Ее глаза наполнились предательскими слезами, но она не моргнет – не доставит ему такого удовольствия.
Он смотрел на нее долгие, долгие секунды, а потом отвернулся и пошел прочь…
…а потом, когда она почувствовала, словно ее сердце ухнуло в колодец, и не оставалось никакой надежды его вернуть, Фил остановился, как будто только что о чем-то подумал.

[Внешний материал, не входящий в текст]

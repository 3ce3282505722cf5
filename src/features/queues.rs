//! Call-center queues and the calls waiting in them.

use crate::client::{Client, ClientError};
use crate::handlers::{SessionListener, StanzaHandler};
use crate::request::InfoQuery;
use async_trait::async_trait;
use log::{debug, info};
use sbcore::collection::{Entity, EntityCollection};
use sbcore::session::TransportError;
use sbcore::stanza::{Stanza, StanzaKind};
use sbcore::types::events::{Event, QueueCallEvent};
use sbcore::types::queue::{Queue, QueueCall, RawQueue, RawQueueCall};
use std::sync::{Arc, Mutex, MutexGuard, PoisonError};

pub const NS_CC: &str = "urn:switchboard:cc";
pub const NS_CC_CALL: &str = "urn:switchboard:cc:call";

pub(crate) const PRIORITY: i32 = 10;

#[derive(Debug, Default)]
pub struct QueuesState {
    queues: EntityCollection<Queue>,
    subscribed: bool,
}

impl QueuesState {
    pub fn queues(&self) -> Vec<Queue> {
        self.queues.iter().cloned().collect()
    }

    pub fn get(&self, id: &str) -> Option<&Queue> {
        self.queues.get(id)
    }

    pub fn is_subscribed(&self) -> bool {
        self.subscribed
    }

    /// Installs the queue list returned by a subscribe.
    pub fn replace(&mut self, items: Vec<RawQueue>) -> Vec<Event> {
        let mut events: Vec<Event> = self
            .queues
            .drain()
            .into_iter()
            .map(Event::QueueDeleted)
            .collect();
        let added = self.queues.apply_create(items);
        events.extend(
            added
                .iter()
                .filter_map(|id| self.queues.get(id))
                .map(|queue| Event::QueueAdded(queue.clone())),
        );
        self.subscribed = true;
        events
    }

    /// Applies a queue or queue-call event. Returns `None` for foreign traffic.
    pub fn on_message(&mut self, message: &Stanza) -> Option<Vec<Event>> {
        if let Some(event) = message.get_child_ns("event", NS_CC) {
            return Some(self.apply_queues(event.attr("type"), RawQueue::parse_all(event)));
        }
        if let Some(event) = message.get_child_ns("event", NS_CC_CALL) {
            let queue = event.attr("queue").unwrap_or_default();
            return Some(self.apply_queue_calls(
                event.attr("type"),
                queue,
                RawQueueCall::parse_all(event),
            ));
        }
        None
    }

    fn apply_queues(&mut self, kind: Option<&str>, items: Vec<RawQueue>) -> Vec<Event> {
        match kind {
            Some("create") => {
                let added = self.queues.apply_create(items);
                added
                    .iter()
                    .filter_map(|id| self.queues.get(id))
                    .map(|queue| Event::QueueAdded(queue.clone()))
                    .collect()
            }
            Some("update") => self
                .queues
                .apply_update_with(items, |queue, raw| {
                    queue.update_from_raw(raw);
                    Event::QueueUpdated(queue.clone())
                }),
            Some("delete") => self
                .queues
                .apply_delete(items)
                .into_iter()
                .map(|(queue, _)| Event::QueueDeleted(queue))
                .collect(),
            other => {
                debug!(target: "Queues", "Ignoring queue event of type {other:?}");
                Vec::new()
            }
        }
    }

    fn apply_queue_calls(
        &mut self,
        kind: Option<&str>,
        queue_id: &str,
        items: Vec<RawQueueCall>,
    ) -> Vec<Event> {
        let Some(queue) = self.queues.get_mut(queue_id) else {
            debug!(target: "Queues", "Call event for unknown queue '{queue_id}'");
            return Vec::new();
        };
        let wrap = |call: QueueCall| QueueCallEvent {
            queue: queue_id.to_string(),
            call,
        };

        match kind {
            Some("create") => {
                let added = queue.calls.apply_create(items);
                added
                    .iter()
                    .filter_map(|id| queue.calls.get(id))
                    .map(|call| Event::QueueCallAdded(wrap(call.clone())))
                    .collect()
            }
            Some("update") => queue.calls.apply_update_with(items, |call, raw| {
                call.update_from_raw(raw);
                Event::QueueCallUpdated(wrap(call.clone()))
            }),
            Some("delete") => queue
                .calls
                .apply_delete(items)
                .into_iter()
                .map(|(call, _)| Event::QueueCallDeleted(wrap(call)))
                .collect(),
            other => {
                debug!(target: "Queues", "Ignoring queue call event of type {other:?}");
                Vec::new()
            }
        }
    }

    pub fn teardown(&mut self) -> Vec<Event> {
        self.subscribed = false;
        self.queues
            .drain()
            .into_iter()
            .map(Event::QueueDeleted)
            .collect()
    }
}

struct QueuesHandler {
    state: Arc<Mutex<QueuesState>>,
}

impl QueuesHandler {
    fn lock(&self) -> MutexGuard<'_, QueuesState> {
        self.state.lock().unwrap_or_else(PoisonError::into_inner)
    }
}

#[async_trait]
impl StanzaHandler for QueuesHandler {
    async fn handle(&self, client: &Arc<Client>, stanza: &Stanza) -> bool {
        let events = self.lock().on_message(stanza);
        match events {
            Some(events) => {
                events.into_iter().for_each(|e| client.dispatch_event(e));
                true
            }
            None => false,
        }
    }
}

#[async_trait]
impl SessionListener for QueuesHandler {
    async fn on_disconnected(&self, client: &Arc<Client>, _error: Option<&TransportError>) {
        let events = self.lock().teardown();
        events.into_iter().for_each(|e| client.dispatch_event(e));
    }
}

#[derive(Clone)]
pub struct Queues {
    client: Arc<Client>,
    state: Arc<Mutex<QueuesState>>,
}

impl Queues {
    pub fn new(client: Arc<Client>) -> Self {
        let state = Arc::new(Mutex::new(QueuesState::default()));
        let handler = Arc::new(QueuesHandler {
            state: state.clone(),
        });
        client.register_handler(StanzaKind::Message, PRIORITY, handler.clone());
        client.add_session_listener(handler);
        Self { client, state }
    }

    fn lock(&self) -> MutexGuard<'_, QueuesState> {
        self.state.lock().unwrap_or_else(PoisonError::into_inner)
    }

    pub fn queues(&self) -> Vec<Queue> {
        self.lock().queues()
    }

    pub fn queue(&self, id: &str) -> Option<Queue> {
        self.lock().get(id).cloned()
    }

    pub fn is_subscribed(&self) -> bool {
        self.lock().is_subscribed()
    }

    /// Subscribes to queue events. The reply carries the full queue list,
    /// which replaces whatever is held locally.
    pub async fn subscribe(&self) -> Result<Vec<Queue>, ClientError> {
        let reply = self.client.send_iq(InfoQuery::set(NS_CC)).await?;
        let items = reply.query().map(RawQueue::parse_all).unwrap_or_default();
        let events = self.lock().replace(items);
        info!(target: "Queues", "Subscribed, {} queues", self.lock().queues.len());
        events
            .into_iter()
            .for_each(|e| self.client.dispatch_event(e));
        Ok(self.queues())
    }
}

И что-то пробормотал.
– Что такое, Филиус? – поинтересовалась Гаттергласс.
– Я сказал, она права.
Бет вморгнула несколько слезинок обратно.
– Что? – переспросила она.
Тон мусорный женщины стал ледяным:
– Хороший вопрос, Филиус. Что?
– Темза, Глас, не заставляй меня говорить это снова, – он вздохнул. – Она права: я собирался сбежать. И остался только из-за нее.